### [Assignment]
Determine how many lines in the entries below hold "benches". Respond with that number only.
:: Records supplied ::
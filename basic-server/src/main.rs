//! Cerebrate server with every adapter backed by one SQLite database.
//!
//! Sessions are handled by a reverse proxy in front of this server, which
//! forwards the authenticated user's id in `X-Auth-User-Id`.

use axum::{
	extract::{Request, State},
	middleware::{self, Next},
	response::{IntoResponse, Response},
};
use std::sync::Arc;

use cerebrate::AppBuilder;
use cerebrate_core::config::Config;
use cerebrate_core::extract::Auth;
use cerebrate_meta_adapter_sqlite::MetaAdapterSqlite;
use cerebrate_types::directory::UserDirectory;
use cerebrate_types::prelude::*;

const AUTH_USER_HEADER: &str = "x-auth-user-id";

/// Resolve the user id set by the authenticating proxy
async fn proxy_auth(
	State(users): State<Arc<dyn UserDirectory>>,
	mut req: Request,
	next: Next,
) -> Response {
	let user_id = req
		.headers()
		.get(AUTH_USER_HEADER)
		.and_then(|value| value.to_str().ok())
		.and_then(|value| value.trim().parse::<i64>().ok());

	if let Some(user_id) = user_id {
		match users.get_user(UserId(user_id)).await {
			Ok(user) => {
				req.extensions_mut().insert(Auth(user));
			}
			Err(Error::NotFound) => warn!("Proxy sent unknown user id {}", user_id),
			Err(err) => return err.into_response(),
		}
	}
	next.run(req).await
}

#[tokio::main]
async fn main() -> ClResult<()> {
	let mut builder = AppBuilder::new();
	let config = Config::from_env()?;
	let adapter = Arc::new(MetaAdapterSqlite::new(&config.db_dir).await?);
	let users: Arc<dyn UserDirectory> = adapter.clone();

	builder
		.config(config)
		.inbox_adapter(adapter.clone())
		.setting_adapter(adapter.clone())
		.user_directory(users.clone())
		.brood_registry(adapter)
		.wrap_router(move |router| router.layer(middleware::from_fn_with_state(users, proxy_auth)));
	builder.run().await
}

// vim: ts=4
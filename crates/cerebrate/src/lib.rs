//! Cerebrate instance manager.
//!
//! Wires the inbox and user settings subsystems to their storage adapters and
//! serves them over HTTP. Authentication is expected to happen in front of the
//! router: a layer added through [`AppBuilder::wrap_router`] places an
//! [`Auth`](cerebrate_core::extract::Auth) into the request extensions.

#![deny(clippy::unwrap_used, clippy::expect_used, clippy::panic)]
#![forbid(unsafe_code)]

pub use cerebrate_core::settings;
pub use cerebrate_inbox as inbox;
pub use cerebrate_types::{directory, error, inbox_adapter, setting_adapter, types};

pub mod app;
pub mod middleware;
pub mod prelude;
pub mod routes;

pub use crate::app::{App, AppBuilder};

// vim: ts=4
//! Core infrastructure for Cerebrate.
//!
//! Holds the application state shared by the feature crates, the runtime
//! configuration, request extractors, the outbound peer client, and the
//! per-user settings subsystem.

#![deny(clippy::unwrap_used, clippy::expect_used, clippy::panic)]
#![forbid(unsafe_code)]

pub mod app;
pub mod config;
pub mod extensions;
pub mod extract;
pub mod flood;
pub mod prelude;
pub mod request;
pub mod settings;
pub mod user_settings;

pub use app::{Adapters, App, AppState};
pub use config::Config;
pub use extract::{Auth, OptionalRequestId};

pub fn register_settings(
	registry: &mut settings::SettingsRegistry,
) -> cerebrate_types::error::ClResult<()> {
	user_settings::register_settings(registry)
}

// vim: ts=4
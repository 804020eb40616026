//! Wheel: weighted discrete segments per risk tier
//!
//! Each tier is a fixed list of (multiplier, weight) segments. The draw
//! selects one segment weighted by its configured weight; zero is a valid
//! segment and carries the largest weight in every tier.

use super::{mul_div, Amount, OutcomeData, RiskTier, RuleOutcome, BP_PER_X};
use crate::errors::{EngineError, EngineResult};
use crate::rng::Draw;
use rand::distributions::{Distribution, WeightedIndex};

/// One wheel segment: payout multiplier in basis points and draw weight.
#[derive(Debug, Clone, Copy, PartialEq, Eq)]
pub struct Segment {
    pub multiplier_bp: u64,
    pub weight: u32,
}

const fn seg(multiplier_bp: u64, weight: u32) -> Segment {
    Segment {
        multiplier_bp,
        weight,
    }
}

const SEGMENTS_LOW: [Segment; 4] = [
    seg(0, 8),
    seg(14_000, 6),
    seg(16_000, 4),
    seg(25_000, 2),
];
const SEGMENTS_MEDIUM: [Segment; 5] = [
    seg(0, 11),
    seg(15_000, 4),
    seg(20_000, 2),
    seg(30_000, 2),
    seg(36_000, 1),
];
const SEGMENTS_HIGH: [Segment; 4] = [
    seg(0, 22),
    seg(40_000, 1),
    seg(80_000, 1),
    seg(120_000, 1),
];

pub fn segments(tier: RiskTier) -> &'static [Segment] {
    match tier {
        RiskTier::Low => &SEGMENTS_LOW,
        RiskTier::Medium => &SEGMENTS_MEDIUM,
        RiskTier::High => &SEGMENTS_HIGH,
    }
}

pub fn evaluate(stake: Amount, tier: RiskTier, draw: &Draw) -> EngineResult<RuleOutcome> {
    let table = segments(tier);
    let dist = WeightedIndex::new(table.iter().map(|s| s.weight))
        .map_err(|e| EngineError::OutcomeSource(format!("bad wheel weights: {}", e)))?;

    let segment_index = dist.sample(&mut draw.rng());
    let segment = table[segment_index];
    let payout = mul_div(stake, segment.multiplier_bp, BP_PER_X);

    Ok(RuleOutcome {
        won: segment.multiplier_bp > 0,
        multiplier_bp: segment.multiplier_bp,
        payout,
        outcome: OutcomeData::Wheel { segment_index },
    })
}

#[cfg(test)]
mod tests {
    use super::*;
    use crate::games::{GameKind, MICROS_PER_CREDIT, RiskTier};
    use crate::rng::VrfOutcomeSource;

    #[test]
    fn test_zero_is_most_likely_segment_in_every_tier() {
        for tier in [RiskTier::Low, RiskTier::Medium, RiskTier::High] {
            let table = segments(tier);
            let zero = table
                .iter()
                .find(|s| s.multiplier_bp == 0)
                .expect("every tier has a zero segment");
            for s in table.iter().filter(|s| s.multiplier_bp != 0) {
                assert!(zero.weight > s.weight, "zero must carry the largest weight");
            }
        }
    }

    #[test]
    fn test_payout_is_stake_times_segment_value() {
        let stake = 4 * MICROS_PER_CREDIT;
        let draw = Draw::from_output([23u8; 32]);
        let result = evaluate(stake, RiskTier::Medium, &draw).unwrap();
        match result.outcome {
            OutcomeData::Wheel { segment_index } => {
                let segment = segments(RiskTier::Medium)[segment_index];
                assert_eq!(result.multiplier_bp, segment.multiplier_bp);
                assert_eq!(result.payout, mul_div(stake, segment.multiplier_bp, BP_PER_X));
            }
            ref other => panic!("unexpected outcome: {other:?}"),
        }
    }

    #[test]
    fn test_segment_frequency_converges_to_weights() {
        let source = VrfOutcomeSource::new_random();
        let table = segments(RiskTier::Low);
        let total_weight: u32 = table.iter().map(|s| s.weight).sum();
        let trials = 10_000;

        let mut counts = vec![0u32; table.len()];
        for i in 0..trials {
            let draw = source
                .draw(&format!("wheel-{}", i), GameKind::Wheel, "acct", "tier=low")
                .unwrap();
            let result = evaluate(MICROS_PER_CREDIT, RiskTier::Low, &draw).unwrap();
            match result.outcome {
                OutcomeData::Wheel { segment_index } => counts[segment_index] += 1,
                ref other => panic!("unexpected outcome: {other:?}"),
            }
        }

        for (i, segment) in table.iter().enumerate() {
            let expected = segment.weight as f64 / total_weight as f64;
            let observed = counts[i] as f64 / trials as f64;
            assert!(
                (observed - expected).abs() < 0.03,
                "segment {} frequency {} too far from weight share {}",
                i,
                observed,
                expected
            );
        }
    }
}
//! Croupier server binary

use clap::Parser;
use croupier::api::{ApiServer, AppState};
use croupier::config::EngineConfig;
use croupier::identity::IdentityService;
use croupier::ledger::memory::InMemoryLedger;
use croupier::ledger::Ledger;
use croupier::metrics::EngineMetrics;
use croupier::payment::SimulatedGateway;
use croupier::rng::VrfOutcomeSource;
use croupier::settlement::feed::LiveBetFeed;
use croupier::settlement::{SettlementCoordinator, SettlementLimits};
use std::path::PathBuf;
use std::sync::Arc;
use std::time::Instant;
use tracing::info;

#[derive(Parser, Debug)]
#[command(name = "croupier", about = "Server-authoritative wager settlement engine")]
struct Cli {
    /// Path to a TOML configuration file
    #[arg(long)]
    config: Option<PathBuf>,

    /// Override the listen host
    #[arg(long)]
    host: Option<String>,

    /// Override the listen port
    #[arg(long)]
    port: Option<u16>,

    /// Development preset: auto-verified sessions and a faucet balance
    #[arg(long)]
    dev: bool,
}

#[tokio::main]
async fn main() -> Result<(), Box<dyn std::error::Error>> {
    let cli = Cli::parse();

    let mut config = match &cli.config {
        Some(path) => EngineConfig::load(path)?,
        None if cli.dev => EngineConfig::development(),
        None => EngineConfig::default(),
    };
    if let Some(host) = cli.host {
        config.server.host = host;
    }
    if let Some(port) = cli.port {
        config.server.port = port;
    }
    config.validate()?;

    tracing_subscriber::fmt()
        .with_env_filter(
            tracing_subscriber::EnvFilter::try_from_default_env()
                .unwrap_or_else(|_| config.monitoring.log_filter.clone().into()),
        )
        .init();

    let ledger: Arc<dyn Ledger> = Arc::new(InMemoryLedger::new());
    let outcomes = Arc::new(VrfOutcomeSource::new_random());
    let feed = Arc::new(LiveBetFeed::new(config.tables.feed_capacity));
    let metrics = Arc::new(EngineMetrics::new()?);

    let limits = SettlementLimits {
        min_stake: config.tables.min_stake_micros,
        max_stake: config.tables.max_stake_micros,
        commit_attempts: config.tables.commit_attempts,
        retry_backoff: config.retry_backoff(),
    };
    let coordinator = Arc::new(SettlementCoordinator::new(
        ledger.clone(),
        outcomes.clone(),
        feed,
        metrics.clone(),
        limits,
    ));

    // Refund any round left open by a previous run before taking traffic.
    let recovered = coordinator.recover().await?;
    if recovered > 0 {
        info!(recovered, "recovered orphaned rounds at startup");
    }

    let identity = Arc::new(IdentityService::new(
        ledger.clone(),
        config.identity.auto_verify,
        config.identity.starting_balance_micros,
    ));
    let gateway = Arc::new(SimulatedGateway::new(
        config.payments.provider_base_url.clone(),
        config.payments.currencies.clone(),
    ));

    let state = Arc::new(AppState {
        coordinator,
        ledger,
        identity,
        gateway,
        metrics,
        engine_id: config.server.engine_id.clone(),
        network: config.server.network.clone(),
        version: env!("CARGO_PKG_VERSION").to_string(),
        coordinator_public_key: outcomes.public_key_hex(),
        enable_metrics: config.monitoring.enable_metrics,
        started_at: Instant::now(),
    });

    ApiServer::new(config, state).run().await
}
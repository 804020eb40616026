//! Configuration management with validation and defaults

use crate::games::{Amount, MICROS_PER_CREDIT};
use serde::{Deserialize, Serialize};
use std::path::Path;
use std::time::Duration;

/// Top-level engine configuration
#[derive(Clone, Debug, Default, Serialize, Deserialize)]
#[serde(default)]
pub struct EngineConfig {
    pub server: ServerConfig,
    pub tables: TableConfig,
    pub identity: IdentityConfig,
    pub payments: PaymentConfig,
    pub monitoring: MonitoringConfig,
}

/// HTTP/WS server settings
#[derive(Clone, Debug, Serialize, Deserialize)]
#[serde(default)]
pub struct ServerConfig {
    pub host: String,
    pub port: u16,
    pub allowed_origins: Vec<String>,
    pub request_timeout_secs: u64,
    pub engine_id: String,
    pub network: String,
}

impl Default for ServerConfig {
    fn default() -> Self {
        Self {
            host: "0.0.0.0".to_string(),
            port: 8080,
            allowed_origins: vec!["*".to_string()],
            request_timeout_secs: 30,
            engine_id: "croupier-1".to_string(),
            network: "croupier-dev".to_string(),
        }
    }
}

/// Table limits and settlement retry policy
#[derive(Clone, Debug, Serialize, Deserialize)]
#[serde(default)]
pub struct TableConfig {
    pub min_stake_micros: Amount,
    pub max_stake_micros: Amount,
    pub commit_attempts: u32,
    pub retry_backoff_ms: u64,
    pub feed_capacity: usize,
}

impl Default for TableConfig {
    fn default() -> Self {
        Self {
            min_stake_micros: MICROS_PER_CREDIT / 10,
            max_stake_micros: 1_000 * MICROS_PER_CREDIT,
            commit_attempts: 3,
            retry_backoff_ms: 50,
            feed_capacity: 10,
        }
    }
}

/// Session issuance behavior
#[derive(Clone, Debug, Serialize, Deserialize)]
#[serde(default)]
pub struct IdentityConfig {
    /// Issue sessions already verified (development mode)
    pub auto_verify: bool,
    /// Balance granted to new accounts, in micro-credits
    pub starting_balance_micros: Amount,
}

impl Default for IdentityConfig {
    fn default() -> Self {
        Self {
            auto_verify: false,
            starting_balance_micros: 0,
        }
    }
}

/// Payment provider settings
#[derive(Clone, Debug, Serialize, Deserialize)]
#[serde(default)]
pub struct PaymentConfig {
    pub provider_base_url: String,
    pub currencies: Vec<String>,
}

impl Default for PaymentConfig {
    fn default() -> Self {
        Self {
            provider_base_url: "https://pay.example.test".to_string(),
            currencies: vec!["BTC".to_string(), "ETH".to_string(), "USDT".to_string()],
        }
    }
}

/// Logging and metrics settings
#[derive(Clone, Debug, Serialize, Deserialize)]
#[serde(default)]
pub struct MonitoringConfig {
    pub enable_metrics: bool,
    pub log_filter: String,
}

impl Default for MonitoringConfig {
    fn default() -> Self {
        Self {
            enable_metrics: true,
            log_filter: "croupier=info,tower_http=info".to_string(),
        }
    }
}

impl EngineConfig {
    /// Development preset: auto-verified sessions and a faucet balance so
    /// local play works without a payment provider.
    pub fn development() -> Self {
        Self {
            identity: IdentityConfig {
                auto_verify: true,
                starting_balance_micros: 100 * MICROS_PER_CREDIT,
            },
            ..Default::default()
        }
    }

    pub fn load(path: &Path) -> Result<Self, ConfigError> {
        let raw = std::fs::read_to_string(path)
            .map_err(|e| ConfigError::Load(format!("{}: {}", path.display(), e)))?;
        let config: EngineConfig =
            toml::from_str(&raw).map_err(|e| ConfigError::Parse(e.to_string()))?;
        config.validate()?;
        Ok(config)
    }

    pub fn validate(&self) -> Result<(), ConfigError> {
        if self.tables.min_stake_micros == 0 {
            return Err(ConfigError::Invalid(
                "min_stake_micros must be > 0".to_string(),
            ));
        }
        if self.tables.max_stake_micros < self.tables.min_stake_micros {
            return Err(ConfigError::Invalid(
                "max_stake_micros must be >= min_stake_micros".to_string(),
            ));
        }
        if self.tables.commit_attempts == 0 {
            return Err(ConfigError::Invalid(
                "commit_attempts must be > 0".to_string(),
            ));
        }
        if self.tables.feed_capacity == 0 {
            return Err(ConfigError::Invalid(
                "feed_capacity must be > 0".to_string(),
            ));
        }
        if self.server.request_timeout_secs == 0 {
            return Err(ConfigError::Invalid(
                "request_timeout_secs must be > 0".to_string(),
            ));
        }
        Ok(())
    }

    pub fn retry_backoff(&self) -> Duration {
        Duration::from_millis(self.tables.retry_backoff_ms)
    }

    pub fn request_timeout(&self) -> Duration {
        Duration::from_secs(self.server.request_timeout_secs)
    }
}

#[derive(Debug, thiserror::Error)]
pub enum ConfigError {
    #[error("failed to load configuration: {0}")]
    Load(String),

    #[error("failed to parse configuration: {0}")]
    Parse(String),

    #[error("invalid configuration value: {0}")]
    Invalid(String),
}
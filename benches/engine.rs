//! Hot-path benchmarks: outcome draws and rule evaluation.

use criterion::{black_box, criterion_group, criterion_main, Criterion};
use croupier::games::{self, BetParams, RiskTier, RollDirection};
use croupier::rng::{Draw, VrfOutcomeSource};
use croupier::GameKind;

fn bench_vrf_draw(c: &mut Criterion) {
    let source = VrfOutcomeSource::new_random();
    let mut i = 0u64;
    c.bench_function("vrf_draw", |b| {
        b.iter(|| {
            i += 1;
            let draw = source
                .draw(&format!("wager-{}", i), GameKind::Dice, "acct", "t=50,over")
                .unwrap();
            black_box(draw)
        })
    });
}

fn bench_rule_evaluation(c: &mut Criterion) {
    let draw = Draw::from_output([42u8; 32]);
    let stake = 1_000_000;

    let cases: Vec<(&str, BetParams)> = vec![
        (
            "dice",
            BetParams::Dice {
                threshold: 50,
                direction: RollDirection::Over,
            },
        ),
        (
            "keno",
            BetParams::Keno {
                picks: (1..=10).collect(),
                tier: RiskTier::Medium,
            },
        ),
        ("limbo", BetParams::Limbo { target_bp: 20_000 }),
        ("wheel", BetParams::Wheel { tier: RiskTier::High }),
    ];

    for (name, params) in cases {
        c.bench_function(&format!("evaluate_{}", name), |b| {
            b.iter(|| black_box(games::evaluate(stake, &params, &draw).unwrap()))
        });
    }
}

fn bench_mines_placement(c: &mut Criterion) {
    let draw = Draw::from_output([7u8; 32]);
    c.bench_function("mines_placement", |b| {
        b.iter(|| black_box(games::mines::place_mines(&draw, 10).unwrap()))
    });
}

criterion_group!(
    benches,
    bench_vrf_draw,
    bench_rule_evaluation,
    bench_mines_placement
);
criterion_main!(benches);
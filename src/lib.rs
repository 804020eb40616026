//! Croupier - Server-Authoritative Wager Settlement Engine
//!
//! Outcome generation, wager settlement, and the balance-ledger contract
//! for a casino-style platform. Every payout-affecting decision runs here,
//! behind the API; the browser client only renders what the engine and its
//! live subscriptions say.
//!
//! The settlement path is atomic per wager: validate, debit, resolve,
//! credit, and record commit together against the ledger or not at all.
//! Outcomes are drawn from a VRF so every settled wager ships with a
//! publicly verifiable proof.

pub mod api;
pub mod config;
pub mod errors;
pub mod games;
pub mod identity;
pub mod ledger;
pub mod metrics;
pub mod payment;
pub mod rng;
pub mod settlement;

pub use config::EngineConfig;
pub use errors::{EngineError, EngineResult};
pub use games::{Amount, BetParams, GameKind, RiskTier, RollDirection};
pub use ledger::{Ledger, WagerRecord, WagerStatus};
pub use rng::VrfOutcomeSource;
pub use settlement::{SettlementCoordinator, SettlementLimits};
//! WebSocket support for real-time updates
//!
//! Two subscriptions back the client UI:
//! - the public live-bet feed, fanned out from the settlement broadcast
//! - per-account balance pushes from the ledger's watch channel, the
//!   single source of truth the UI renders

use super::{models::FeedEntryResponse, server::AppState};
use crate::ledger::Ledger;
use axum::{
    extract::{
        ws::{Message, WebSocket, WebSocketUpgrade},
        Query, State,
    },
    response::Response,
};
use chrono::Utc;
use futures_util::{SinkExt, StreamExt};
use serde::{Deserialize, Serialize};
use std::{sync::Arc, time::Duration};
use tokio::time::interval;
use tracing::debug;

const HEARTBEAT_INTERVAL: Duration = Duration::from_secs(30);

/// WebSocket event types
#[derive(Debug, Clone, Serialize, Deserialize)]
#[serde(tag = "type")]
pub enum WsEvent {
    /// A wager settled somewhere on the platform
    #[serde(rename = "feed_entry")]
    FeedEntry { entry: FeedEntryResponse },

    /// The subscribed account's authoritative balance changed
    #[serde(rename = "balance")]
    Balance { account_id: String, balance: f64 },

    /// Heartbeat to keep the connection alive
    #[serde(rename = "heartbeat")]
    Heartbeat { timestamp: i64 },

    /// Error event
    #[serde(rename = "error")]
    Error { message: String },
}

impl WsEvent {
    fn to_message(&self) -> Option<Message> {
        serde_json::to_string(self).ok().map(Message::Text)
    }
}

/// GET /ws/feed
pub async fn feed_websocket_handler(
    ws: WebSocketUpgrade,
    State(state): State<Arc<AppState>>,
) -> Response {
    ws.on_upgrade(move |socket| feed_stream(socket, state))
}

async fn feed_stream(socket: WebSocket, state: Arc<AppState>) {
    let (mut sink, mut stream) = socket.split();
    let mut feed_rx = state.coordinator.feed().subscribe();
    let mut heartbeat = interval(HEARTBEAT_INTERVAL);

    // Current snapshot first, so the client renders immediately.
    for entry in state.coordinator.feed().snapshot() {
        let event = WsEvent::FeedEntry {
            entry: FeedEntryResponse::from_entry(entry),
        };
        if let Some(msg) = event.to_message() {
            if sink.send(msg).await.is_err() {
                return;
            }
        }
    }

    loop {
        tokio::select! {
            entry = feed_rx.recv() => {
                match entry {
                    Ok(entry) => {
                        let event = WsEvent::FeedEntry {
                            entry: FeedEntryResponse::from_entry(entry),
                        };
                        if let Some(msg) = event.to_message() {
                            if sink.send(msg).await.is_err() {
                                break;
                            }
                        }
                    }
                    // Lagged receivers resync from the next entry.
                    Err(tokio::sync::broadcast::error::RecvError::Lagged(skipped)) => {
                        debug!(skipped, "feed subscriber lagged");
                    }
                    Err(tokio::sync::broadcast::error::RecvError::Closed) => break,
                }
            }
            _ = heartbeat.tick() => {
                let event = WsEvent::Heartbeat { timestamp: Utc::now().timestamp() };
                if let Some(msg) = event.to_message() {
                    if sink.send(msg).await.is_err() {
                        break;
                    }
                }
            }
            incoming = stream.next() => {
                match incoming {
                    Some(Ok(Message::Close(_))) | None => break,
                    Some(Err(_)) => break,
                    // Pings are answered by axum; other client messages are ignored.
                    _ => {}
                }
            }
        }
    }
    debug!("feed websocket closed");
}

/// Balance subscription authentication
#[derive(Debug, Deserialize)]
pub struct BalanceWsQuery {
    pub token: String,
}

/// GET /ws/balance?token={session}
pub async fn balance_websocket_handler(
    ws: WebSocketUpgrade,
    State(state): State<Arc<AppState>>,
    Query(query): Query<BalanceWsQuery>,
) -> Response {
    ws.on_upgrade(move |socket| balance_stream(socket, state, query.token))
}

async fn balance_stream(socket: WebSocket, state: Arc<AppState>, token: String) {
    let (mut sink, mut stream) = socket.split();

    let session = match state.identity.authenticate(&token) {
        Some(session) => session,
        None => {
            let event = WsEvent::Error {
                message: "unknown or expired session".to_string(),
            };
            if let Some(msg) = event.to_message() {
                let _ = sink.send(msg).await;
            }
            return;
        }
    };

    let mut balance_rx = match state.ledger.subscribe_balance(&session.account_id) {
        Some(rx) => rx,
        None => {
            let event = WsEvent::Error {
                message: "no balance stream for account".to_string(),
            };
            if let Some(msg) = event.to_message() {
                let _ = sink.send(msg).await;
            }
            return;
        }
    };

    // Initial balance, then push on every ledger commit that touches it.
    let initial = *balance_rx.borrow();
    let event = WsEvent::Balance {
        account_id: session.account_id.clone(),
        balance: super::models::micros_to_credits(initial),
    };
    if let Some(msg) = event.to_message() {
        if sink.send(msg).await.is_err() {
            return;
        }
    }

    let mut heartbeat = interval(HEARTBEAT_INTERVAL);
    loop {
        tokio::select! {
            changed = balance_rx.changed() => {
                if changed.is_err() {
                    break;
                }
                let balance = *balance_rx.borrow();
                let event = WsEvent::Balance {
                    account_id: session.account_id.clone(),
                    balance: super::models::micros_to_credits(balance),
                };
                if let Some(msg) = event.to_message() {
                    if sink.send(msg).await.is_err() {
                        break;
                    }
                }
            }
            _ = heartbeat.tick() => {
                let event = WsEvent::Heartbeat { timestamp: Utc::now().timestamp() };
                if let Some(msg) = event.to_message() {
                    if sink.send(msg).await.is_err() {
                        break;
                    }
                }
            }
            incoming = stream.next() => {
                match incoming {
                    Some(Ok(Message::Close(_))) | None => break,
                    Some(Err(_)) => break,
                    _ => {}
                }
            }
        }
    }
    debug!(account = %session.account_id, "balance websocket closed");
}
:::
### [Your solution]
3